(Activity):
Print the listing exactly.

*** Block opens ***

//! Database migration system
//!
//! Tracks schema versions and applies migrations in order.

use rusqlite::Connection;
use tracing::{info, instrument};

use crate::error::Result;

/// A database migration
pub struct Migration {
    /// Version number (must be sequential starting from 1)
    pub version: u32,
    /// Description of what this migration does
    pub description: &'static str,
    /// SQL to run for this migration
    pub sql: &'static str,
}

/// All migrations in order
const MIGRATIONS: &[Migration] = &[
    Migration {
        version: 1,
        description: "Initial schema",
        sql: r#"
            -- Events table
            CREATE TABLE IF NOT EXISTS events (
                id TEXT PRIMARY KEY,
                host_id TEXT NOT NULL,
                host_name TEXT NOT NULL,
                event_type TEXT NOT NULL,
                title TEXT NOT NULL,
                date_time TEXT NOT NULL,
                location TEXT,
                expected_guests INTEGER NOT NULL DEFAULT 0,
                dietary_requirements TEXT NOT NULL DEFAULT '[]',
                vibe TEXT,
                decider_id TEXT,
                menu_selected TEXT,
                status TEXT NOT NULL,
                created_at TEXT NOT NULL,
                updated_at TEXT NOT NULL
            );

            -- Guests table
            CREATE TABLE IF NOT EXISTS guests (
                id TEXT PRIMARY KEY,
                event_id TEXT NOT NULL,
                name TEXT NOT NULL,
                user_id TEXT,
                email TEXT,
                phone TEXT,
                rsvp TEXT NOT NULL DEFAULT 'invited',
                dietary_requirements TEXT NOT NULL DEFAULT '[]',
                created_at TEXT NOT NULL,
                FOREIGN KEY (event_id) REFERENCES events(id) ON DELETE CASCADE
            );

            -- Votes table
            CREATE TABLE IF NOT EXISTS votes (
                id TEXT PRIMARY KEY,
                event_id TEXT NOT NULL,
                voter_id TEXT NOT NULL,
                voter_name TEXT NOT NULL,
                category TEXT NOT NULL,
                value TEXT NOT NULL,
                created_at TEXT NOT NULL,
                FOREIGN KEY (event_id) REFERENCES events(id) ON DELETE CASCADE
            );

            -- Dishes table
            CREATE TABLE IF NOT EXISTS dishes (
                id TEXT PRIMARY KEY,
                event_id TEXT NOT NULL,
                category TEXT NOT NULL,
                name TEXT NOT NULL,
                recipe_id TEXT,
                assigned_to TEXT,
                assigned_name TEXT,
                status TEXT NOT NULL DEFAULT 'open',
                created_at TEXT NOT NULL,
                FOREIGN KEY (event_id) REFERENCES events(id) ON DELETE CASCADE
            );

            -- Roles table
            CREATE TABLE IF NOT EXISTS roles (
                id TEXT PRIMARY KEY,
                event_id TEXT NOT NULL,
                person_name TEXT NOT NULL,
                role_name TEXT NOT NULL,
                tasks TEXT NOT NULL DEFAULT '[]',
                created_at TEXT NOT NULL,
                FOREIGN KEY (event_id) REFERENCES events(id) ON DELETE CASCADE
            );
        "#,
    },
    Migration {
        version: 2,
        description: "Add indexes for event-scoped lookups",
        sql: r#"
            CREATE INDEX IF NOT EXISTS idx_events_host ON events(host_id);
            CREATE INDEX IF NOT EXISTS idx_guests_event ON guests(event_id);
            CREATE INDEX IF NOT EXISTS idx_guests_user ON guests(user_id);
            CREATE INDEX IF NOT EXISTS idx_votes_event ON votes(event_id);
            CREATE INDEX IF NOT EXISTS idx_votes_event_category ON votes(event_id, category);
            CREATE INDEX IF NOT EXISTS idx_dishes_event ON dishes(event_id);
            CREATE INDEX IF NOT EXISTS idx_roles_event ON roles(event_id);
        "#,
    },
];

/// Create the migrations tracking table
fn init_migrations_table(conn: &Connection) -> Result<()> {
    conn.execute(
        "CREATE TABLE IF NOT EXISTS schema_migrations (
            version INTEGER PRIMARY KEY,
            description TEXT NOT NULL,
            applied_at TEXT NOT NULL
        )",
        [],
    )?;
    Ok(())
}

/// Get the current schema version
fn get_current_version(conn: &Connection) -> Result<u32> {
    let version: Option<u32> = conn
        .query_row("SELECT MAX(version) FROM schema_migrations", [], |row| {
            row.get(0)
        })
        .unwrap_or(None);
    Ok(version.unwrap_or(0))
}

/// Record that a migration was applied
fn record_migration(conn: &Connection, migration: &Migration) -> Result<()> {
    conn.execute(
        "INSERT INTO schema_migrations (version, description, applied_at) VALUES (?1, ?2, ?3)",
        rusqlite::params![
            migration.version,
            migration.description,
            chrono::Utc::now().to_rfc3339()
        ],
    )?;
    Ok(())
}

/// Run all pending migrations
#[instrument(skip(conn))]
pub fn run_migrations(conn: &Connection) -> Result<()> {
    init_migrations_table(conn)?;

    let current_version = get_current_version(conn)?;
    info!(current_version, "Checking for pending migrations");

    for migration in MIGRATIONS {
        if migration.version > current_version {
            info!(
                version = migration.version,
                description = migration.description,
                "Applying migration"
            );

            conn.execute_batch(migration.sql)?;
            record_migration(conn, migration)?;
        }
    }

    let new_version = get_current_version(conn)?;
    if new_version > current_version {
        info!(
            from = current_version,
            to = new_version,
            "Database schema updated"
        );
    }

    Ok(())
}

*** Block closes ***

(Solution for this exercise):
//! Database migration system
//!
//! Tracks schema versions and applies migrations in order.

use rusqlite::Connection;
use tracing::{info, instrument};

use crate::error::Result;

/// A database migration
pub struct Migration {
    /// Version number (must be sequential starting from 1)
    pub version: u32,
    /// Description of what this migration does
    pub description: &'static str,
    /// SQL to run for this migration
    pub sql: &'static str,
}

/// All migrations in order
const MIGRATIONS: &[Migration] = &[
    Migration {
        version: 1,
        description: "Initial schema",
        sql: r#"
            -- Events table
            CREATE TABLE IF NOT EXISTS events (
                id TEXT PRIMARY KEY,
                host_id TEXT NOT NULL,
                host_name TEXT NOT NULL,
                event_type TEXT NOT NULL,
                title TEXT NOT NULL,
                date_time TEXT NOT NULL,
                location TEXT,
                expected_guests INTEGER NOT NULL DEFAULT 0,
                dietary_requirements TEXT NOT NULL DEFAULT '[]',
                vibe TEXT,
                decider_id TEXT,
                menu_selected TEXT,
                status TEXT NOT NULL,
                created_at TEXT NOT NULL,
                updated_at TEXT NOT NULL
            );

            -- Guests table
            CREATE TABLE IF NOT EXISTS guests (
                id TEXT PRIMARY KEY,
                event_id TEXT NOT NULL,
                name TEXT NOT NULL,
                user_id TEXT,
                email TEXT,
                phone TEXT,
                rsvp TEXT NOT NULL DEFAULT 'invited',
                dietary_requirements TEXT NOT NULL DEFAULT '[]',
                created_at TEXT NOT NULL,
                FOREIGN KEY (event_id) REFERENCES events(id) ON DELETE CASCADE
            );

            -- Votes table
            CREATE TABLE IF NOT EXISTS votes (
                id TEXT PRIMARY KEY,
                event_id TEXT NOT NULL,
                voter_id TEXT NOT NULL,
                voter_name TEXT NOT NULL,
                category TEXT NOT NULL,
                value TEXT NOT NULL,
                created_at TEXT NOT NULL,
                FOREIGN KEY (event_id) REFERENCES events(id) ON DELETE CASCADE
            );

            -- Dishes table
            CREATE TABLE IF NOT EXISTS dishes (
                id TEXT PRIMARY KEY,
                event_id TEXT NOT NULL,
                category TEXT NOT NULL,
                name TEXT NOT NULL,
                recipe_id TEXT,
                assigned_to TEXT,
                assigned_name TEXT,
                status TEXT NOT NULL DEFAULT 'open',
                created_at TEXT NOT NULL,
                FOREIGN KEY (event_id) REFERENCES events(id) ON DELETE CASCADE
            );

            -- Roles table
            CREATE TABLE IF NOT EXISTS roles (
                id TEXT PRIMARY KEY,
                event_id TEXT NOT NULL,
                person_name TEXT NOT NULL,
                role_name TEXT NOT NULL,
                tasks TEXT NOT NULL DEFAULT '[]',
                created_at TEXT NOT NULL,
                FOREIGN KEY (event_id) REFERENCES events(id) ON DELETE CASCADE
            );
        "#,
    },
    Migration {
        version: 2,
        description: "Add indexes for event-scoped lookups",
        sql: r#"
            CREATE INDEX IF NOT EXISTS idx_events_host ON events(host_id);
            CREATE INDEX IF NOT EXISTS idx_guests_event ON guests(event_id);
            CREATE INDEX IF NOT EXISTS idx_guests_user ON guests(user_id);
            CREATE INDEX IF NOT EXISTS idx_votes_event ON votes(event_id);
            CREATE INDEX IF NOT EXISTS idx_votes_event_category ON votes(event_id, category);
            CREATE INDEX IF NOT EXISTS idx_dishes_event ON dishes(event_id);
            CREATE INDEX IF NOT EXISTS idx_roles_event ON roles(event_id);
        "#,
    },
];

/// Create the migrations tracking table
fn init_migrations_table(conn: &Connection) -> Result<()> {
    conn.execute(
        "CREATE TABLE IF NOT EXISTS schema_migrations (
            version INTEGER PRIMARY KEY,
            description TEXT NOT NULL,
            applied_at TEXT NOT NULL
        )",
        [],
    )?;
    Ok(())
}

/// Get the current schema version
fn get_current_version(conn: &Connection) -> Result<u32> {
    let version: Option<u32> = conn
        .query_row("SELECT MAX(version) FROM schema_migrations", [], |row| {
            row.get(0)
        })
        .unwrap_or(None);
    Ok(version.unwrap_or(0))
}

/// Record that a migration was applied
fn record_migration(conn: &Connection, migration: &Migration) -> Result<()> {
    conn.execute(
        "INSERT INTO schema_migrations (version, description, applied_at) VALUES (?1, ?2, ?3)",
        rusqlite::params![
            migration.version,
            migration.description,
            chrono::Utc::now().to_rfc3339()
        ],
    )?;
    Ok(())
}

/// Run all pending migrations
#[instrument(skip(conn))]
pub fn run_migrations(conn: &Connection) -> Result<()> {
    init_migrations_table(conn)?;

    let current_version = get_current_version(conn)?;
    info!(current_version, "Checking for pending migrations");

    for migration in MIGRATIONS {
        if migration.version > current_version {
            info!(
                version = migration.version,
                description = migration.description,
                "Applying migration"
            );

            conn.execute_batch(migration.sql)?;
            record_migration(conn, migration)?;
        }
    }

    let new_version = get_current_version(conn)?;
    if new_version > current_version {
        info!(
            from = current_version,
            to = new_version,
            "Database schema updated"
        );
    }

    Ok(())
}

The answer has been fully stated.